◆ **GOAL OF THE EXERCISE**:
In exact form, please repeat the records from their opening line down to the line with "pub const DEFAULT_SECRET_KEY: &str", including that line.

%%

//! Server configuration.
//!
//! Settings are resolved once at startup (see [`crate::cli::Cli`]) into an
//! immutable [`Config`] that is handed to the HTTP layer. The merge core
//! takes no configuration.

use std::fmt;
use std::net::{IpAddr, SocketAddr};

use crate::error::{PdfMergeError, Result};

/// Secret used when none is configured. Fine for development only.
pub const DEFAULT_SECRET_KEY: &str = "dev-secret-key";

/// Default listening port.
pub const DEFAULT_PORT: u16 = 5000;

/// Default bind address.
pub const DEFAULT_HOST: &str = "0.0.0.0";

/// Validated, normalized server configuration.
#[derive(Clone, PartialEq, Eq)]
pub struct Config {
    /// IP address to bind to.
    pub host: String,

    /// Port to listen on.
    pub port: u16,

    /// Key used to sign flash-message cookies.
    pub secret_key: String,

    /// Maximum request body size in bytes; `None` means unlimited.
    pub max_content_length: Option<usize>,

    /// Enable debug-level logging.
    pub verbose: bool,
}

impl Default for Config {
    fn default() -> Self {
        Self {
            host: DEFAULT_HOST.to_string(),
            port: DEFAULT_PORT,
            secret_key: DEFAULT_SECRET_KEY.to_string(),
            max_content_length: None,
            verbose: false,
        }
    }
}

// Keeps the secret out of logs
impl fmt::Debug for Config {
    fn fmt(&self, f: &mut fmt::Formatter<'_>) -> fmt::Result {
        f.debug_struct("Config")
            .field("host", &self.host)
            .field("port", &self.port)
            .field("secret_key", &"<redacted>")
            .field("max_content_length", &self.max_content_length)
            .field("verbose", &self.verbose)
            .finish()
    }
}

impl Config {
    /// Address the server should listen on.
    ///
    /// # Errors
    ///
    /// Returns an error if `host` is not an IP address.
    pub fn socket_addr(&self) -> Result<SocketAddr> {
        let ip: IpAddr = self.host.trim().parse().map_err(|_| {
            PdfMergeError::invalid_config(format!(
                "Invalid host: {}. Must be an IPv4 or IPv6 address",
                self.host
            ))
        })?;
        Ok(SocketAddr::new(ip, self.port))
    }

    /// Whether the built-in development secret is in use.
    pub fn uses_default_secret(&self) -> bool {
        self.secret_key == DEFAULT_SECRET_KEY
    }

    /// Validate the configuration.
    ///
    /// # Errors
    ///
    /// Returns an error if the host is not an IP address, the secret key is
    /// empty or the upload limit is zero.
    pub fn validate(&self) -> Result<()> {
        self.socket_addr()?;

        if self.secret_key.is_empty() {
            return Err(PdfMergeError::invalid_config("Secret key must not be empty"));
        }

        if self.max_content_length == Some(0) {
            return Err(PdfMergeError::invalid_config(
                "Maximum content length must be at least 1 byte",
            ));
        }

        Ok(())
    }
}

/// Parse an upload limit given as a plain string of digits.
///
/// Surrounding whitespace is ignored. Anything else (signs, units, empty
/// strings, values that overflow) yields `None`.
pub fn parse_max_content_length(raw: &str) -> Option<usize> {
    let raw = raw.trim();
    if raw.is_empty() || !raw.bytes().all(|b| b.is_ascii_digit()) {
        return None;
    }
    raw.parse().ok()
}
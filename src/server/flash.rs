//! Signed, single-use flash messages.
//!
//! A rejected merge redirects back to the form; the message travels in a
//! cookie holding `base64url(json) "." base64url(hmac_sha256(json))`, keyed by
//! the configured secret. Cookies that fail verification are treated as absent.

use axum::http::{HeaderMap, HeaderValue, header};
use base64::{Engine, engine::general_purpose::URL_SAFE_NO_PAD};
use hmac::{Hmac, Mac};
use serde::{Deserialize, Serialize};
use sha2::Sha256;
use tracing::debug;

use crate::error::{PdfMergeError, Result};

type HmacSha256 = Hmac<Sha256>;

/// Name of the cookie carrying pending flash messages.
pub const FLASH_COOKIE: &str = "flash";

/// One message shown above the upload form.
#[derive(Debug, Clone, PartialEq, Eq, Serialize, Deserialize)]
pub struct FlashMessage {
    pub category: String,
    pub message: String,
}

impl FlashMessage {
    pub fn error(message: impl Into<String>) -> Self {
        Self {
            category: "error".to_string(),
            message: message.into(),
        }
    }
}

/// Signs and verifies flash cookies with HMAC-SHA256.
#[derive(Clone)]
pub struct FlashSigner {
    mac: HmacSha256,
}

impl std::fmt::Debug for FlashSigner {
    fn fmt(&self, f: &mut std::fmt::Formatter<'_>) -> std::fmt::Result {
        f.debug_struct("FlashSigner").finish_non_exhaustive()
    }
}

impl FlashSigner {
    /// Create a signer keyed by `secret`.
    ///
    /// # Errors
    ///
    /// Returns an error if the key is rejected by the MAC.
    pub fn new(secret: &str) -> Result<Self> {
        let mac = HmacSha256::new_from_slice(secret.as_bytes())
            .map_err(|e| PdfMergeError::invalid_config(format!("Invalid secret key: {e}")))?;
        Ok(Self { mac })
    }

    /// Encode messages into a signed cookie value.
    pub fn sign(&self, messages: &[FlashMessage]) -> String {
        let json = serde_json::to_vec(messages).unwrap_or_else(|_| b"[]".to_vec());
        let payload = URL_SAFE_NO_PAD.encode(&json);

        let mut mac = self.mac.clone();
        mac.update(payload.as_bytes());
        let signature = URL_SAFE_NO_PAD.encode(mac.finalize().into_bytes());

        format!("{payload}.{signature}")
    }

    /// Decode a cookie value, returning `None` unless the signature matches.
    pub fn verify(&self, value: &str) -> Option<Vec<FlashMessage>> {
        let (payload, signature) = value.split_once('.')?;
        let signature = URL_SAFE_NO_PAD.decode(signature).ok()?;

        let mut mac = self.mac.clone();
        mac.update(payload.as_bytes());
        if mac.verify_slice(&signature).is_err() {
            debug!("Discarding flash cookie with invalid signature");
            return None;
        }

        let json = URL_SAFE_NO_PAD.decode(payload).ok()?;
        serde_json::from_slice(&json).ok()
    }

    /// Read and verify pending messages from a request's `Cookie` headers.
    pub fn read(&self, headers: &HeaderMap) -> Vec<FlashMessage> {
        cookie_value(headers, FLASH_COOKIE)
            .and_then(|value| self.verify(value))
            .unwrap_or_default()
    }

    /// `Set-Cookie` value storing `messages`.
    pub fn set_cookie(&self, messages: &[FlashMessage]) -> HeaderValue {
        let cookie = format!(
            "{FLASH_COOKIE}={}; Path=/; HttpOnly; SameSite=Lax",
            self.sign(messages)
        );
        // base64url and the fixed attributes are always valid header bytes
        HeaderValue::from_str(&cookie).unwrap_or_else(|_| clear_cookie())
    }
}

/// `Set-Cookie` value that removes the flash cookie.
pub fn clear_cookie() -> HeaderValue {
    HeaderValue::from_static("flash=; Path=/; HttpOnly; SameSite=Lax; Max-Age=0")
}

/// Find a cookie by name across all `Cookie` headers.
pub(crate) fn cookie_value<'a>(headers: &'a HeaderMap, name: &str) -> Option<&'a str> {
    headers
        .get_all(header::COOKIE)
        .iter()
        .filter_map(|value| value.to_str().ok())
        .flat_map(|value| value.split(';'))
        .filter_map(|pair| pair.trim().split_once('='))
        .find(|(key, _)| *key == name)
        .map(|(_, value)| value)
}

%%

◆ **SOLUTION FOR THIS PROBLEM**:
//! Server configuration.
//!
//! Settings are resolved once at startup (see [`crate::cli::Cli`]) into an
//! immutable [`Config`] that is handed to the HTTP layer. The merge core
//! takes no configuration.

use std::fmt;
use std::net::{IpAddr, SocketAddr};

use crate::error::{PdfMergeError, Result};

/// Secret used when none is configured. Fine for development only.
pub const DEFAULT_SECRET_KEY: &str = "dev-secret-key";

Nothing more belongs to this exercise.